Labor breaks detention promise
Jewel Topsfield, The Age.
January 20, 2009
CONTROVERSIAL prison operator G4S will have its contract to run Australia's immigration detention centres extended until at least July 31 despite Labor's pre-election promise that the public sector would manage the centres.
And detention centres will remain in private hands for several years after the Government confirmed it would proceed with the retendering process started by the Howard government.
In 2006 the former government announced it would not extend G4S's $300 million contract when it expired at the end of 2007, and all detention services would be retendered.Labor criticised the decision and said the contract with G4S (formerly GSL) should be terminated and the centres returned to government control so there was a clear line of responsibility back to the minister.
"This is the private company that has people coming in the doors with no mental health problems and going out as broken human beings," then Labor immigration spokesman Tony Burke said.
"There is one answer and one answer alone, and that is there have been enough breaches of this contract for the government to take action to terminate the privatisation of our detention centres. It was a bad idea from the start. It should not have taken place. It should not be continued."
The ALP's 2007 platform also stated that the public sector would manage the detention centres.
But The Age has learnt that G4S's contract has been extended until July 31, with the contract allowing for further extensions if necessary.
Immigration Minister Chris Evans said the retendering was well advanced when the Rudd Government came into office and the lack of alternative public-service providers would have required the current contract to be extended for at least two years anyway.
"After weighing up all the issues and costs, and giving detailed and serious consideration to the options available, the Government has determined the most prudent way forward is to finalise the current tender process," he said. The successful tenderer will be announced within six months.

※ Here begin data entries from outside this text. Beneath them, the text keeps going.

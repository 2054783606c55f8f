//! Raw-log preprocessing: many physical lines in, one canonical line per
//! logical event out.
//!
//! A single forward pass with one-line lookahead. Per-line priority:
//! throwaway boilerplate is dropped (and counted once for diagnostics),
//! then the active — or a newly matched — family grammar gets the line,
//! then the line passes through verbatim. At most one family grammar is
//! active at a time; lines interleaved with an in-progress merge are
//! buffered and flushed in original order once the merge resolves.
//!
//! Malformed input never fails preprocessing: the worst case is a raw
//! line emitted unchanged, to be classified as unrecognized downstream.

mod bracket;
mod g1;
mod grammar;
mod unified;

pub use grammar::{Drain, FamilyGrammar, MergeOutcome};

use tracing::debug;

use crate::classify::scan::take_unified_decorations;
use crate::classify::{ClassifyContext, Classifier, PatternCatalog};
use crate::event::{Event, EventKind};

/// How many leading lines the version sniff inspects before giving up.
const VERSION_SNIFF_WINDOW: usize = 64;

pub struct Preprocessor<'a> {
    classifier: Classifier<'a>,
    grammars: Vec<Box<dyn FamilyGrammar>>,
    entangled: Vec<String>,
    last_unprocessed: Option<String>,
    boilerplate: usize,
    jdk_major: Option<u32>,
}

impl<'a> Preprocessor<'a> {
    pub fn new(catalog: &'a PatternCatalog) -> Self {
        Self {
            classifier: Classifier::new(catalog),
            grammars: vec![
                Box::new(unified::UnifiedGrammar::new()),
                Box::new(g1::G1Grammar::new()),
                Box::new(bracket::cms_grammar()),
                Box::new(bracket::serial_grammar()),
                Box::new(bracket::parallel_grammar()),
            ],
            entangled: Vec::new(),
            last_unprocessed: None,
            boilerplate: 0,
            jdk_major: None,
        }
    }

    /// One canonical line per logical event, in order.
    pub fn preprocess<S: AsRef<str>>(&mut self, lines: &[S]) -> Vec<String> {
        self.sniff_version(lines);

        let mut out = Vec::new();
        for (i, line) in lines.iter().enumerate() {
            let line = line.as_ref().trim_end_matches(['\r', '\n']);
            let next = lines.get(i + 1).map(|s| s.as_ref().trim_end_matches(['\r', '\n']));

            if is_boilerplate(line) {
                self.boilerplate += 1;
                continue;
            }
            self.feed(line, next, &mut out);
        }

        // Stream ended mid-merge: the buffered fragment is diagnostic
        // evidence of a truncated log, not an event.
        if let Some(active) = self.grammars.iter().position(|g| g.is_active()) {
            let drain = self.grammars[active].drain();
            self.last_unprocessed = drain.emit.last().cloned();
        }
        out.append(&mut self.entangled);
        if self.boilerplate > 0 {
            debug!(lines = self.boilerplate, "dropped boilerplate");
        }
        out
    }

    fn feed(&mut self, line: &str, next: Option<&str>, out: &mut Vec<String>) {
        // At most one active grammar; it gets exclusive first refusal.
        if let Some(active) = self.grammars.iter().position(|g| g.is_active()) {
            match self.grammars[active].offer(line, next) {
                MergeOutcome::Incomplete => return,
                MergeOutcome::Complete(lines) => {
                    out.extend(lines);
                    out.append(&mut self.entangled);
                    return;
                }
                MergeOutcome::Entangled => {
                    self.entangled.push(line.to_string());
                    return;
                }
                MergeOutcome::Declined => {
                    let drain = self.grammars[active].drain();
                    out.extend(drain.emit);
                    out.append(&mut self.entangled);
                    // Fall through: re-offer the line from scratch.
                }
            }
        }

        let jdk = self.jdk_major;
        for grammar in self.grammars.iter_mut().filter(|g| g.applies(jdk)) {
            match grammar.offer(line, next) {
                MergeOutcome::Incomplete => return,
                MergeOutcome::Complete(lines) => {
                    out.extend(lines);
                    return;
                }
                MergeOutcome::Declined => continue,
                MergeOutcome::Entangled => unreachable!("inactive grammar cannot entangle"),
            }
        }
        out.push(line.to_string());
    }

    /// Scan forward, without consuming, until a header reveals the JDK
    /// major version; give up at the first event line. The version
    /// toggles which grammar generation applies.
    fn sniff_version(&mut self, lines: &[impl AsRef<str>]) {
        let ctx = ClassifyContext::default();
        for line in lines.iter().take(VERSION_SNIFF_WINDOW) {
            let line = line.as_ref();
            if is_boilerplate(line) {
                continue;
            }
            match self.classifier.classify(line, &ctx) {
                Event::Header(h) => {
                    if h.kind == EventKind::JvmVersion && h.jdk_major.is_some() {
                        self.jdk_major = h.jdk_major;
                        debug!(jdk_major = h.jdk_major, "sniffed JDK version");
                        return;
                    }
                    // Unified decorations imply the JDK 9 grammar even
                    // before a version header shows up.
                    if take_unified_decorations(line).is_some() && self.jdk_major.is_none() {
                        self.jdk_major = Some(9);
                    }
                }
                // Preamble noise; the header may still be ahead.
                Event::Unrecognized(_) | Event::Warning(_) => continue,
                _ => return,
            }
        }
    }

    /// Last raw line of an unfinished merge, for log-completeness
    /// diagnostics. `None` when the log ended cleanly.
    pub fn last_unprocessed(&self) -> Option<&str> {
        self.last_unprocessed.as_deref()
    }

    /// Number of dropped boilerplate lines.
    pub fn boilerplate_lines(&self) -> usize {
        self.boilerplate
    }

    /// JDK major version found by the sniff, if any.
    pub fn jdk_major(&self) -> Option<u32> {
        self.jdk_major
    }
}

/// Heap-layout dumps, FLS statistics, and other decoration the JVM prints
/// around events. Dropped before grammar matching.
fn is_boilerplate(line: &str) -> bool {
    let trimmed = line.trim();
    if trimmed.is_empty() {
        return true;
    }
    if trimmed.starts_with("{Heap before GC")
        || trimmed.starts_with("Heap before GC")
        || trimmed.starts_with("Heap after GC")
        || trimmed == "}"
        || trimmed.starts_with("Before GC:")
        || trimmed.starts_with("After GC:")
    {
        return true;
    }
    // -XX:+PrintHeapAtGC region lines.
    const REGIONS: &[&str] = &[
        "def new generation",
        "tenured generation",
        "par new generation",
        "concurrent mark-sweep generation",
        "concurrent-mark-sweep perm gen",
        "PSYoungGen",
        "PSOldGen",
        "ParOldGen",
        "PSPermGen",
        "Metaspace",
        "class space",
        "eden space",
        "from space",
        "to space",
        "object space",
        "garbage-first heap",
        "region size",
    ];
    if REGIONS.iter().any(|r| trimmed.starts_with(r))
        && (trimmed.contains("total") || trimmed.contains("used"))
    {
        return true;
    }
    // -XX:PrintFLSStatistics tables.
    if trimmed.starts_with("Statistics for BinaryTreeDictionary")
        || trimmed.starts_with("------")
        || trimmed.starts_with("Total Free Space:")
        || trimmed.starts_with("Max   Chunk Size:")
        || trimmed.starts_with("Number of Blocks:")
        || trimmed.starts_with("Av.  Block  Size:")
        || trimmed.starts_with("Tree      Height:")
    {
        return true;
    }
    // Unified sub-info noise: debug/trace decorations and exit dumps.
    if let Some(u) = take_unified_decorations(line) {
        if matches!(u.level, "debug" | "trace") || u.tags.contains("heap,exit") {
            return true;
        }
    }
    false
}

#[cfg(test)]
mod tests {
    use super::*;

    fn preprocess(lines: &[&str]) -> (Vec<String>, Option<String>) {
        let catalog = PatternCatalog::new();
        let mut pre = Preprocessor::new(&catalog);
        let out = pre.preprocess(lines);
        let last = pre.last_unprocessed().map(str::to_string);
        (out, last)
    }

    #[test]
    fn test_single_lines_pass_through() {
        let lines = [
            "19810.091: [GC [PSYoungGen: 27808K->632K(28032K)] 160183K->133159K(585088K), 0.0225213 secs]",
            "19810.2: Total time for which application threads were stopped: 0.0019444 seconds",
        ];
        let (out, last) = preprocess(&lines);
        assert_eq!(out.len(), 2);
        assert_eq!(out[0], lines[0]);
        assert!(last.is_none());
    }

    #[test]
    fn test_blank_and_heap_dump_dropped() {
        let lines = [
            "",
            "{Heap before GC invocations=1 (full 0):",
            " PSYoungGen      total 28032K, used 27808K [0x00000000, 0x00000000, 0x00000000)",
            "  eden space 24576K, 100% used [0x00000000,0x00000000,0x00000000)",
            "}",
            "19810.091: [GC [PSYoungGen: 27808K->632K(28032K)] 160183K->133159K(585088K), 0.0225213 secs]",
        ];
        let catalog = PatternCatalog::new();
        let mut pre = Preprocessor::new(&catalog);
        let out = pre.preprocess(&lines);
        assert_eq!(out.len(), 1);
        assert_eq!(pre.boilerplate_lines(), 5);
    }

    #[test]
    fn test_cms_three_line_merge_is_one_canonical_line() {
        let lines = [
            "2.807: [GC 2.807: [ParNew (promotion failed): 16384K->16384K(16384K), 0.0230987 secs]2.830: [CMS",
            "2.851: [CMS-concurrent-mark: 0.012/0.044 secs]",
            " (concurrent mode failure): 31755K->11485K(49152K), 0.0841070 secs] 47115K->11485K(65536K), [CMS Perm : 10756K->10740K(21248K)], 0.1077079 secs]",
        ];
        let (out, last) = preprocess(&lines);
        assert_eq!(out.len(), 1, "three physical lines, one canonical line");
        assert!(out[0].contains("(promotion failed)"));
        assert!(out[0].contains("(concurrent mode failure)"));
        assert!(last.is_none());
    }

    #[test]
    fn test_entangled_lines_flush_in_order() {
        let lines = [
            "25.339: [Full GC 25.339: [CMS",
            "25.400: Total time for which application threads were stopped: 0.0019444 seconds",
            " (concurrent mode failure): 49136K->12023K(49152K), 0.07 secs] 52768K->12023K(63936K), 0.08 secs]",
            "26.000: [GC 26.000: [ParNew: 100K->10K(200K), 0.001 secs] 300K->210K(400K), 0.002 secs]",
        ];
        let (out, _) = preprocess(&lines);
        assert_eq!(out.len(), 3);
        assert!(out[0].contains("concurrent mode failure"));
        assert!(out[1].contains("application threads were stopped"));
        assert!(out[2].contains("[ParNew"));
    }

    #[test]
    fn test_mid_merge_eof_exposes_last_unprocessed() {
        let lines = ["25.339: [Full GC 25.339: [CMS", " (concurrent mode"];
        let (out, last) = preprocess(&lines);
        assert!(out.is_empty());
        assert!(last.is_some());
    }

    #[test]
    fn test_unified_begin_end_collapse() {
        let lines = [
            "[0.230s][info][gc,start] GC(9) Pause Young (Normal) (G1 Evacuation Pause)",
            "[0.233s][info][gc,phases] GC(9)   Other: 0.3ms",
            "[0.234s][info][gc] GC(9) Pause Young (Normal) (G1 Evacuation Pause) 24M->4M(256M) 3.456ms",
        ];
        let (out, _) = preprocess(&lines);
        assert_eq!(out.len(), 1);
        assert!(out[0].ends_with("3.456ms"));
    }

    #[test]
    fn test_version_sniff_from_banner() {
        let lines = [
            "Java HotSpot(TM) 64-Bit Server VM (25.121-b13) for linux-amd64 JRE (1.8.0_121-b13), built on Dec 12 2016 16:36:53 by \"java_re\" with gcc 4.3.0",
            "Memory: 4k page, physical 16777216k(8237872k free), swap 2097148k(2097148k free)",
        ];
        let catalog = PatternCatalog::new();
        let mut pre = Preprocessor::new(&catalog);
        pre.preprocess(&lines);
        assert_eq!(pre.jdk_major(), Some(8));
    }

    #[test]
    fn test_version_sniff_unified_decorations() {
        let lines = ["[0.003s][info][gc] Using G1"];
        let catalog = PatternCatalog::new();
        let mut pre = Preprocessor::new(&catalog);
        pre.preprocess(&lines);
        assert_eq!(pre.jdk_major(), Some(9));
    }

    #[test]
    fn test_g1_detail_block_collapse_end_to_end() {
        let lines = [
            "5.569: [GC pause (G1 Evacuation Pause) (young), 0.0028339 secs]",
            "   [Parallel Time: 2.3 ms, GC Workers: 4]",
            "   [Other: 0.3 ms]",
            "   [Eden: 12.0M(12.0M)->0.0B(14.0M) Survivors: 2048.0K->2048.0K Heap: 24.0M(256.0M)->13.2M(256.0M)]",
            " [Times: user=0.01 sys=0.00, real=0.00 secs]",
            "5.600: [GC cleanup 18M->17M(64M), 0.0012165 secs]",
        ];
        let (out, _) = preprocess(&lines);
        assert_eq!(out.len(), 2);
        assert!(out[0].contains("24576K->13517K(262144K), 0.0028339 secs]"));
        assert!(out[1].contains("[GC cleanup"));
    }
}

Senator Evans said policy on managing detention centres would be reviewed at the end of the new contract."We will impose higher standards on the detention services contractors and the department will be monitoring the contract more closely than before," he said. "It is a question of the values that apply rather than who applies them."
When G4S began running detention centres in 2003, critics claimed it introduced a punitive regime, including solitary confinement.The company was fined $500,000 in 2005 after staff refused detainees food, water and access to a toilet on a seven-hour bus trip between the Maribyrnong and Baxter detention centres.
But in his annual report on detention centres, Human Rights Commissioner Graeme Innes said staff attitudes, services and activities in the centres had generally improved in the past few years.